Output every record again so that it matches the original word for word.

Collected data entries
= Beginning of Section =

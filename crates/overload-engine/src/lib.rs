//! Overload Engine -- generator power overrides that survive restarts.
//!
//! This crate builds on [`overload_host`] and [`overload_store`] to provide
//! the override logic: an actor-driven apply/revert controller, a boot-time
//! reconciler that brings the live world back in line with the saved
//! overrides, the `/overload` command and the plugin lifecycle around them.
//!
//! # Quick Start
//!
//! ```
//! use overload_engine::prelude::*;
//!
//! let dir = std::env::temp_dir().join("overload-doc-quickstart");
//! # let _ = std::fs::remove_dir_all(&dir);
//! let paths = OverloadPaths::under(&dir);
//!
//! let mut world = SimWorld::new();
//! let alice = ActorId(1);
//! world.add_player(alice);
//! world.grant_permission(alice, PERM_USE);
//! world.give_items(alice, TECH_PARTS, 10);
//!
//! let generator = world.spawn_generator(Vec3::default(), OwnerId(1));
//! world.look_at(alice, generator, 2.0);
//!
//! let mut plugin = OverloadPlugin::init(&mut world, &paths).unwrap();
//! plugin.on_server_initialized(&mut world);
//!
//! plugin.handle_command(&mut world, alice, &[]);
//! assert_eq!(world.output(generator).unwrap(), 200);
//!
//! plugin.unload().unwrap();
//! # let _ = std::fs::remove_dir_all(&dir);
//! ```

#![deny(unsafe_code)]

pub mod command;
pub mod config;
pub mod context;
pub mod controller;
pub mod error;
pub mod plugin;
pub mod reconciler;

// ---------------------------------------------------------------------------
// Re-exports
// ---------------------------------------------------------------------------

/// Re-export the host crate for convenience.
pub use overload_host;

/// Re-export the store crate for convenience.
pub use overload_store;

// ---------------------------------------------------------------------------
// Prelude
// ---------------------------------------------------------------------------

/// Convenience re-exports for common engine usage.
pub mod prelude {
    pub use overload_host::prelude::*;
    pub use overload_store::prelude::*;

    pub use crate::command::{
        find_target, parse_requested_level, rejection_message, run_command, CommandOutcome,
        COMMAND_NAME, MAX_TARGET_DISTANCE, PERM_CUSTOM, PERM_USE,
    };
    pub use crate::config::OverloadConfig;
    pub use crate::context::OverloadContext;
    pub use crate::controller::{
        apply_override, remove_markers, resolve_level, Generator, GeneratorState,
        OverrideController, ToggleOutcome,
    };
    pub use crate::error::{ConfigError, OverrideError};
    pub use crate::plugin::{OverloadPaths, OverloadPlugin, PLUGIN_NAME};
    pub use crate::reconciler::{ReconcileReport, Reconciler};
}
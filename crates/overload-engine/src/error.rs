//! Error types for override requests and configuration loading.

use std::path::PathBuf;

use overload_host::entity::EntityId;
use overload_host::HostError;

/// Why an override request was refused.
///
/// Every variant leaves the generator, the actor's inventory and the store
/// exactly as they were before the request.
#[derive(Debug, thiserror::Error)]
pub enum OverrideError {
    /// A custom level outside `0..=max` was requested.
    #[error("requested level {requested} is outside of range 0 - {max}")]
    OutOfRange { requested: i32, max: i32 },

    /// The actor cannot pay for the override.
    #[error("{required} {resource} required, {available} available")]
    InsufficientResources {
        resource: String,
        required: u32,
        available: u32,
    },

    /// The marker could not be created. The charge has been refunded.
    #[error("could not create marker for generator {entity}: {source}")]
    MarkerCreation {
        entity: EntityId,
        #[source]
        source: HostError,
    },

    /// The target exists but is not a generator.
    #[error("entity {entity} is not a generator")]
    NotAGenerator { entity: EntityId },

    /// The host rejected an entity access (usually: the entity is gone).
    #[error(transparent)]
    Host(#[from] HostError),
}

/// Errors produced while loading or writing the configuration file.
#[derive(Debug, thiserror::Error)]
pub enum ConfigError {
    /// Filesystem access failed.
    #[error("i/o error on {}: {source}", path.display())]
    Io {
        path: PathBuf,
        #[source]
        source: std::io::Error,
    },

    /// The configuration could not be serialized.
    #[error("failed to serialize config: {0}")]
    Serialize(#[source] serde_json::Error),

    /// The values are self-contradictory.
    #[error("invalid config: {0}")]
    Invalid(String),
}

= End of Section =

Task answer ::
filename crates/overload-engine/src/lib.rs
//! Overload Engine -- generator power overrides that survive restarts.
//!
//! This crate builds on [`overload_host`] and [`overload_store`] to provide
//! the override logic: an actor-driven apply/revert controller, a boot-time
//! reconciler that brings the live world back in line with the saved
//! overrides, the `/overload` command and the plugin lifecycle around them.
//!
//! # Quick Start
//!
//! ```
//! use overload_engine::prelude::*;
//!
//! let dir = std::env::temp_dir().join("overload-doc-quickstart");
//! # let _ = std::fs::remove_dir_all(&dir);
//! let paths = OverloadPaths::under(&dir);
//!
//! let mut world = SimWorld::new();
//! let alice = ActorId(1);
//! world.add_player(alice);
//! world.grant_permission(alice, PERM_USE);
//! world.give_items(alice, TECH_PARTS, 10);
//!
//! let generator = world.spawn_generator(Vec3::default(), OwnerId(1));
//! world.look_at(alice, generator, 2.0);
//!
//! let mut plugin = OverloadPlugin::init(&mut world, &paths).unwrap();
//! plugin.on_server_initialized(&mut world);
//!
//! plugin.handle_command(&mut world, alice, &[]);
//! assert_eq!(world.output(generator).unwrap(), 200);
//!
//! plugin.unload().unwrap();
//! # let _ = std::fs::remove_dir_all(&dir);
//! ```

#![deny(unsafe_code)]

pub mod command;
pub mod config;
pub mod context;
pub mod controller;
pub mod error;
pub mod plugin;
pub mod reconciler;

// ---------------------------------------------------------------------------
// Re-exports
// ---------------------------------------------------------------------------

/// Re-export the host crate for convenience.
pub use overload_host;

/// Re-export the store crate for convenience.
pub use overload_store;

// ---------------------------------------------------------------------------
// Prelude
// ---------------------------------------------------------------------------

/// Convenience re-exports for common engine usage.
pub mod prelude {
    pub use overload_host::prelude::*;
    pub use overload_store::prelude::*;

    pub use crate::command::{
        find_target, parse_requested_level, rejection_message, run_command, CommandOutcome,
        COMMAND_NAME, MAX_TARGET_DISTANCE, PERM_CUSTOM, PERM_USE,
    };
    pub use crate::config::OverloadConfig;
    pub use crate::context::OverloadContext;
    pub use crate::controller::{
        apply_override, remove_markers, resolve_level, Generator, GeneratorState,
        OverrideController, ToggleOutcome,
    };
    pub use crate::error::{ConfigError, OverrideError};
    pub use crate::plugin::{OverloadPaths, OverloadPlugin, PLUGIN_NAME};
    pub use crate::reconciler::{ReconcileReport, Reconciler};
}
filename crates/overload-engine/src/error.rs
//! Error types for override requests and configuration loading.

use std::path::PathBuf;

use overload_host::entity::EntityId;
use overload_host::HostError;

/// Why an override request was refused.
///
/// Every variant leaves the generator, the actor's inventory and the store
/// exactly as they were before the request.
#[derive(Debug, thiserror::Error)]
pub enum OverrideError {
    /// A custom level outside `0..=max` was requested.
    #[error("requested level {requested} is outside of range 0 - {max}")]
    OutOfRange { requested: i32, max: i32 },

    /// The actor cannot pay for the override.
    #[error("{required} {resource} required, {available} available")]
    InsufficientResources {
        resource: String,
        required: u32,
        available: u32,
    },

    /// The marker could not be created. The charge has been refunded.
    #[error("could not create marker for generator {entity}: {source}")]
    MarkerCreation {
        entity: EntityId,
        #[source]
        source: HostError,
    },

    /// The target exists but is not a generator.
    #[error("entity {entity} is not a generator")]
    NotAGenerator { entity: EntityId },

    /// The host rejected an entity access (usually: the entity is gone).
    #[error(transparent)]
    Host(#[from] HostError),
}

/// Errors produced while loading or writing the configuration file.
#[derive(Debug, thiserror::Error)]
pub enum ConfigError {
    /// Filesystem access failed.
    #[error("i/o error on {}: {source}", path.display())]
    Io {
        path: PathBuf,
        #[source]
        source: std::io::Error,
    },

    /// The configuration could not be serialized.
    #[error("failed to serialize config: {0}")]
    Serialize(#[source] serde_json::Error),

    /// The values are self-contradictory.
    #[error("invalid config: {0}")]
    Invalid(String),
}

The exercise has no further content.